Valley Fever (Coccidioidomycosis) is caused by inhaling a fungus called Coccidioides, which lives in the soil in the southwestern United States. Not everyone who is exposed to the fungus gets sick, but those who do typically have flu-like symptoms that can last for weeks or months. Previous studies have shown that, of those who get sick, nearly 75 percent miss work or school – for approximately two weeks.

 

In very severe cases of coccidioidomycosis, the nervous system can be affected and there may be long-term damage. Sometimes people with weakened immune systems or other risk factors may develop chronic pneumonia or other severe symptoms. Sometimes in very severe cases of Valley Fever people will need respiratory supportive therapies or hospitalization. More than 40 percent of patients who get ill from Valley Fever may require hospitalization at some point, with an average cost of nearly $50,000 per hospital visit. Advanced Valley Fever can be fatal if not treated.

 

"Valley Fever is causing real health problems for many people living in the southwestern United States," said CDC Director Tom Frieden, M.D., M.P.H. "Because fungus particles spread through the air, it’s nearly impossible to completely avoid exposure to this fungus in these hardest-hit states.
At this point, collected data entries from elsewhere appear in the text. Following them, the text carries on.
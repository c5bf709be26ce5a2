// Copyright (c) Calibra Research
// SPDX-License-Identifier: Apache-2.0
//
// Virtual-clock event queue. Structurally this keeps the teacher's
// `BinaryHeap<Reverse<GlobalTime>>` min-heap idiom (see the former `bft-lib::simulator`),
// generalized to an arbitrary event payload and an explicit monotonic sequence number so
// that events scheduled for the same deadline run in FIFO insertion order, as required of
// this kernel (the teacher's own `Ord`-derived `Event` enum tie-breaks on variant/payload
// content instead, which this crate's ordering contract does not allow).

use crate::base_types::{Duration, VirtualTime};
use std::cmp::Reverse;
use std::collections::BinaryHeap;
use std::time::Instant;

#[cfg(test)]
#[path = "unit_tests/scheduler_tests.rs"]
mod scheduler_tests;

struct ScheduledEvent<E> {
    time: VirtualTime,
    seq: u64,
    event: E,
}

impl<E> PartialEq for ScheduledEvent<E> {
    fn eq(&self, other: &Self) -> bool {
        self.time == other.time && self.seq == other.seq
    }
}
impl<E> Eq for ScheduledEvent<E> {}
impl<E> PartialOrd for ScheduledEvent<E> {
    fn partial_cmp(&self, other: &Self) -> Option<std::cmp::Ordering> {
        Some(self.cmp(other))
    }
}
impl<E> Ord for ScheduledEvent<E> {
    fn cmp(&self, other: &Self) -> std::cmp::Ordering {
        (self.time, self.seq).cmp(&(other.time, other.seq))
    }
}

/// Monotonic virtual clock plus a time-ordered queue of pending events.
pub struct Scheduler<E> {
    now: VirtualTime,
    next_seq: u64,
    queue: BinaryHeap<Reverse<ScheduledEvent<E>>>,
}

impl<E> Scheduler<E> {
    pub fn new() -> Self {
        Scheduler {
            now: VirtualTime::ZERO,
            next_seq: 0,
            queue: BinaryHeap::new(),
        }
    }

    pub fn now(&self) -> VirtualTime {
        self.now
    }

    pub fn is_empty(&self) -> bool {
        self.queue.is_empty()
    }

    pub fn peek_deadline(&self) -> Option<VirtualTime> {
        self.queue.peek().map(|Reverse(e)| e.time)
    }

    /// Appends `event` at `now + delay`. A negative delay is clamped to zero rather than
    /// rejected, per the kernel's documented failure mode.
    pub fn schedule_after(&mut self, delay: Duration, event: E) -> VirtualTime {
        let time = self.now + delay.clamp_non_negative();
        let seq = self.next_seq;
        self.next_seq += 1;
        self.queue.push(Reverse(ScheduledEvent { time, seq, event }));
        time
    }

    pub fn schedule_at(&mut self, time: VirtualTime, event: E) {
        let time = if time < self.now { self.now } else { time };
        let seq = self.next_seq;
        self.next_seq += 1;
        self.queue.push(Reverse(ScheduledEvent { time, seq, event }));
    }

    /// Pops the next event. Events whose deadline has already passed (which cannot
    /// happen given `schedule_after`'s clamping, but can for externally constructed
    /// times) do not move the clock backward.
    pub fn pop_next(&mut self) -> Option<(VirtualTime, E)> {
        let Reverse(scheduled) = self.queue.pop()?;
        self.now = std::cmp::max(self.now, scheduled.time);
        Some((self.now, scheduled.event))
    }
}

impl<E> Default for Scheduler<E> {
    fn default() -> Self {
        Self::new()
    }
}

/// Optional cosmetic real-time pacing: sleeps the host thread between events so a run
/// can be watched at a human pace. Purely a wall-clock side effect; it never changes
/// `VirtualTime` ordering or values, matching §4.1's pacing contract.
pub struct RealtimePacer {
    timescale: f64,
    last_poll: Instant,
    last_virtual: VirtualTime,
}

impl RealtimePacer {
    pub fn new(timescale: f64, start: VirtualTime) -> Self {
        RealtimePacer {
            timescale,
            last_poll: Instant::now(),
            last_virtual: start,
        }
    }

    /// Blocks until wall-clock has advanced by `timescale * (next - last_virtual)`.
    pub fn pace(&mut self, next: VirtualTime) {
        if self.timescale <= 0.0 {
            return;
        }
        let elapsed_virtual = (next - self.last_virtual).as_secs_f64();
        if elapsed_virtual > 0.0 {
            let wall_budget = std::time::Duration::from_secs_f64(elapsed_virtual * self.timescale);
            let elapsed_wall = self.last_poll.elapsed();
            if elapsed_wall < wall_budget {
                std::thread::sleep(wall_budget - elapsed_wall);
            }
        }
        self.last_poll = Instant::now();
        self.last_virtual = next;
    }
}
It’s important that people be aware of Valley Fever if they live in or have travelled to the southwest United States."

 

This recent increase in Valley Fever could be related to changes in weather, which could impact where the fungus grows and how much of it is circulating; higher numbers of new residents; or changes in the way the disease is detected and reported to the states or the CDC. More research is needed to understand why the number of reported cases of Valley Fever has increased. Between 1998 and 2011, Arizona and California had average increases in Valley Fever incidence of 16 and 13 percent per year, respectively. The CDC has provided grants to these two states to study Valley Fever.

 

During this time period, nearly 112,000 cases of Valley Fever were reported from 28 states and Washington, D.C., but 66 percent of cases were in Arizona, 31 percent were in California, 1 percent were in Nevada, New Mexico, and Utah, and about 1 percent were in all other states combined.

 

"It’s difficult to say what’s causing the increase," said Benjamin J. Park, M.D., chief epidemiologist with the CDC’s Mycotic Diseases Branch. "This is a serious and costly disease and more research is needed on how to reduce its effects."

 

Doctors and patients should know that the symptoms of Valley Fever are very similar to flu or pneumonia symptoms and a lab test is the only way to tell if an illness is Valley Fever or not. Not everyone who gets Valley Fever needs treatment, but for people at risk for the more severe forms of the disease, early diagnosis and treatment is important. The best way to treat Valley Fever still needs to be studied, especially with the number of cases continuing to rise.